Bab 636: Katarsis

63 13 0
                                    


Hanya dalam waktu sepuluh detik, kedua Beyonders yang terlibat dalam pertempuran merasakan adanya pengamat dan secara naluriah menjauhkan diri, memusatkan pandangan mereka pada Lumian.

Dengan santai bersandar di dinding gang, Lumian terkekeh dan berkata, "Ayo, teruslah berjuang. Jangan pedulikan aku."

Dengan belati berat di tangan, penduduk asli muda, telapak tangan kirinya sedikit terbuka, menatap Lumian yang berambut hitam, bermata hijau, tampan, mengenakan topi jerami emas dengan waspada.

Siapa ini?

Apa yang dia lakukan?

Pria berambut pendek bersenjatakan dua pisau bedah berbentuk aneh itu juga tak kalah waspada.

Dia juga mengamati Lumian dan pemuda pribumi yang waspada itu. Tiba-tiba, dia berjongkok, lengannya terkulai, dan asap hitam belerang menyelimuti dirinya sepenuhnya.

Senyuman Lumian tidak goyah; alis kanannya melengkung tertarik.

Tidak terpengaruh, penduduk asli muda itu mengulurkan tangan kirinya yang sedikit terbuka, melepaskan bayangan yang meluas menjadi "awan hitam" yang terdistorsi.

"Awan hitam" ini menyatu dengan asap belerang, dengan cepat membersihkan gang. Bulan merah sekali lagi menerangi pemandangan itu.

Namun, pria berambut pendek, dengan mata hijau tua dan ekspresi tanpa emosi, telah menghilang.

Melarikan diri? Penduduk asli muda itu kaget, marah, dan jengkel.

Saat dia mencari petunjuk, dia secara naluriah menoleh ke tempat Lumian berada.

Tidak ada yang berdiri di depan tembok.

Kapan dia pergi? Kenapa aku tidak merasakannya sama sekali? penduduk asli muda itu, memegang belati yang berat, merenung dengan bingung, tidak yakin apakah akan mengejar targetnya.

...

Mengandalkan kemampuannya yang seperti mantra, Bram dengan terampil melarikan diri dari gang, menyimpan dua pisau bedah berbentuk aneh. Dia menavigasi jalan yang gelap dan tidak terang, sering kali mengubah arah dalam upaya untuk kehilangan pengejar khayalannya.

Dalam prosesnya, dia membuka paksa toko pembuat sepatu di jalan, mengenakan sepasang sepatu kulit yang tidak pas, dan diam-diam menangani tanda-tanda gangguannya.

Setelah berputar tiga kali, Bram kembali ke gang, memasuki sebuah apartemen sederhana di dekatnya, yang dibangun dari batu hitam dan kayu berwarna coklat.

Bram membuka kamarnya dan masuk, menutup pintu kayu di belakangnya.

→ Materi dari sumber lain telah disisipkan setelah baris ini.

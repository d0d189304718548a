//! Host management routes.

use axum::{
    extract::State,
    http::StatusCode,
    response::{IntoResponse, Response},
    routing::post,
    Json, Router,
};
use serde::Serialize;
use tokio::process::Command;
use tracing::{error, info, warn};

use super::api_error::error_response;
use super::session::Session;
use super::state::ServerState;
use super::ServerConfig;

#[derive(Debug, Serialize)]
struct RebootResponse {
    message: String,
}

/// Runs `program args`, returning its stderr on failure.
async fn run_command(program: &str, args: &[&str]) -> Result<(), String> {
    match Command::new(program).args(args).output().await {
        Ok(output) if output.status.success() => Ok(()),
        Ok(output) => Err(String::from_utf8_lossy(&output.stderr).trim().to_string()),
        Err(e) => Err(e.to_string()),
    }
}

async fn reboot(session: Session, State(config): State<ServerConfig>) -> Response {
    if !config.enable_reboot {
        warn!("User {} requested a reboot while disabled", session.user_id);
        return error_response(StatusCode::FORBIDDEN, "Reboot is disabled on this server");
    }
    if !cfg!(target_os = "linux") {
        return error_response(
            StatusCode::BAD_REQUEST,
            "Reboot is only supported on Linux hosts",
        );
    }

    info!("User {} requested a system reboot", session.user_id);
    let result = match run_command("sudo", &["reboot"]).await {
        Ok(()) => Ok(()),
        Err(sudo_err) => {
            warn!("sudo reboot failed ({}), trying reboot", sudo_err);
            run_command("reboot", &[]).await
        }
    };
    match result {
        Ok(()) => Json(RebootResponse {
            message: "Reboot initiated".to_string(),
        })
        .into_response(),
        Err(stderr) => {
            error!("Reboot failed: {}", stderr);
            error_response(
                StatusCode::INTERNAL_SERVER_ERROR,
                format!("Reboot failed: {}", stderr),
            )
        }
    }
}

pub fn system_routes() -> Router<ServerState> {
    Router::new().route("/reboot", post(reboot))
}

Dia akhirnya menghela nafas lega.

Kemudian, dia mengeluarkan botol kaca transparan dari tas kain putih keabu-abuan yang tergantung di pinggangnya. Botol itu berisi cairan yang hampir tidak berwarna, sedikit diwarnai merah. Tertahan di dalam, mulut berwarna darah dan jelas ternganga, membeku dalam rasa sakit dan ketakutan yang luar biasa.

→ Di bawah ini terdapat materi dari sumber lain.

mod library_manager;

pub use library_manager::{KioskView, LibraryManager, TodayPlayback};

Seolah mengagumi sebuah mahakarya, Bram menatap terpesona pada botol kaca yang ada di genggamannya.

Setelah beberapa saat, dia mengalihkan pandangannya, berpindah ke sisi ruangan, dan membuka lemari.

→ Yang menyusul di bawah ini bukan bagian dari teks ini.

use anyhow::Result;
use clap::Parser;
use std::sync::{Arc, Mutex};
use std::{fmt::Debug, path::PathBuf};
use tracing::{info, level_filters::LevelFilter, warn};
use tracing_subscriber::{layer::SubscriberExt, util::SubscriberInitExt, EnvFilter};

use play_server::config;
use play_server::content_store::SqliteContentStore;
use play_server::library::LibraryManager;
use play_server::media::BlobStore;
use play_server::schedule::ScheduleClock;
use play_server::server::{run_server, RequestsLoggingLevel, ServerConfig};
use play_server::user::{SqliteUserStore, UserManager};

fn parse_path(s: &str) -> Result<PathBuf, String> {
    let path_buf = PathBuf::from(s);
    let original_path = match path_buf.canonicalize() {
        Ok(path) => path,
        Err(msg) => {
            if msg.kind() == std::io::ErrorKind::NotFound {
                path_buf
            } else {
                return Err(format!("Error resolving path '{}': {}", s, msg));
            }
        }
    };
    if original_path.is_absolute() {
        return Ok(original_path);
    }
    let cwd = std::env::current_dir().map_err(|e| format!("Failed to get current dir: {}", e))?;
    Ok(cwd.join(original_path))
}

fn parse_dir(s: &str) -> Result<PathBuf, String> {
    let path = parse_path(s)?;
    if !path.exists() {
        return Err(format!("Directory does not exist: {}", s));
    }
    if !path.is_dir() {
        return Err(format!("Path is not a directory: {}", s));
    }
    Ok(path)
}

#[derive(Parser, Debug)]
struct CliArgs {
    /// Path to TOML configuration file. Values in the file override CLI arguments.
    #[clap(long, value_parser = parse_path)]
    pub config: Option<PathBuf>,

    /// Directory containing the database files (content.db, user.db).
    /// Can also be specified in config file.
    #[clap(long, value_parser = parse_dir)]
    pub db_dir: Option<PathBuf>,

    /// Directory where uploaded videos and thumbnails are stored.
    /// Defaults to <db-dir>/media.
    #[clap(long, value_parser = parse_path)]
    pub media_path: Option<PathBuf>,

    /// The port to listen on.
    #[clap(short, long, default_value_t = 3001)]
    pub port: u16,

    /// The level of logging to perform on each request.
    #[clap(long, default_value = "path")]
    pub logging_level: RequestsLoggingLevel,

    /// The maximum age of streamed videos in the cache in seconds.
    #[clap(long, default_value_t = 3600)]
    pub content_cache_age_sec: usize,

    /// Path to the frontend directory to be statically served.
    #[clap(long)]
    pub frontend_dir_path: Option<String>,

    /// IANA time zone used to decide the current weekday.
    #[clap(long, default_value = "UTC")]
    pub time_zone: String,

    /// User whose schedule drives the public kiosk endpoints.
    #[clap(long)]
    pub default_schedule_owner_id: Option<usize>,

    /// Largest accepted video upload, in megabytes.
    #[clap(long, default_value_t = 100)]
    pub max_upload_size_mb: u64,

    /// Allow signed-in users to reboot the host.
    #[clap(long)]
    pub enable_reboot: bool,
}

impl From<&CliArgs> for config::CliConfig {
    fn from(args: &CliArgs) -> Self {
        config::CliConfig {
            db_dir: args.db_dir.clone(),
            media_path: args.media_path.clone(),
            port: args.port,
            logging_level: args.logging_level.clone(),
            content_cache_age_sec: args.content_cache_age_sec,
            frontend_dir_path: args.frontend_dir_path.clone(),
            time_zone: args.time_zone.clone(),
            default_schedule_owner_id: args.default_schedule_owner_id,
            max_upload_size_mb: args.max_upload_size_mb,
            enable_reboot: args.enable_reboot,
        }
    }
}

#[tokio::main]
async fn main() -> Result<()> {
    let cli_args = CliArgs::parse();

    tracing_subscriber::registry()
        .with(tracing_subscriber::fmt::layer())
        .with(
            EnvFilter::builder()
                .with_default_directive(LevelFilter::INFO.into())
                .with_env_var("LOG_LEVEL")
                .from_env_lossy(),
        )
        .try_init()?;

    let file_config = match &cli_args.config {
        Some(path) => {
            info!("Loading configuration from {:?}", path);
            Some(config::FileConfig::load(path)?)
        }
        None => None,
    };

    // TOML overrides CLI
    let cli_config: config::CliConfig = (&cli_args).into();
    let app_config = config::AppConfig::resolve(&cli_config, file_config)?;

    info!("Configuration loaded:");
    info!("  db_dir: {:?}", app_config.db_dir);
    info!("  media_path: {:?}", app_config.media_path);
    info!("  port: {}", app_config.port);
    info!("  time_zone: {}", app_config.time_zone);

    if !app_config.content_db_path().exists() {
        info!(
            "Creating new content database at {:?}",
            app_config.content_db_path()
        );
    }
    let content_store = Arc::new(SqliteContentStore::new(app_config.content_db_path())?);

    if !app_config.user_db_path().exists() {
        info!(
            "Creating new user database at {:?}",
            app_config.user_db_path()
        );
    }
    let user_store = SqliteUserStore::new(app_config.user_db_path())?;
    let user_manager = Arc::new(Mutex::new(UserManager::new(Box::new(user_store))));

    let blobs = BlobStore::new(&app_config.media_path, app_config.max_upload_size);
    blobs.init().await?;

    let clock = ScheduleClock::new(&app_config.time_zone)?;
    let library = Arc::new(LibraryManager::new(content_store, blobs, clock));

    match app_config.default_schedule_owner_id {
        Some(owner) => info!("Kiosk follows the schedule of user {}", owner),
        None => warn!("No default schedule owner configured, the public player is disabled"),
    }

    info!("Ready to serve at port {}!", app_config.port);
    run_server(ServerConfig::from(&app_config), library, user_manager).await
}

Di dalam lemari, tujuh atau delapan botol kaca serupa menunggu, masing-masing berisi bibir unik. Warnanya bervariasi, ada yang sedikit menengadah, ada yang dalam posisi cemberut.

Bram meletakkan rampasan barunya di tempat kosong, lalu menggunakan cat lengket berwarna darah untuk menggambar simbol yang tidak menyenangkan.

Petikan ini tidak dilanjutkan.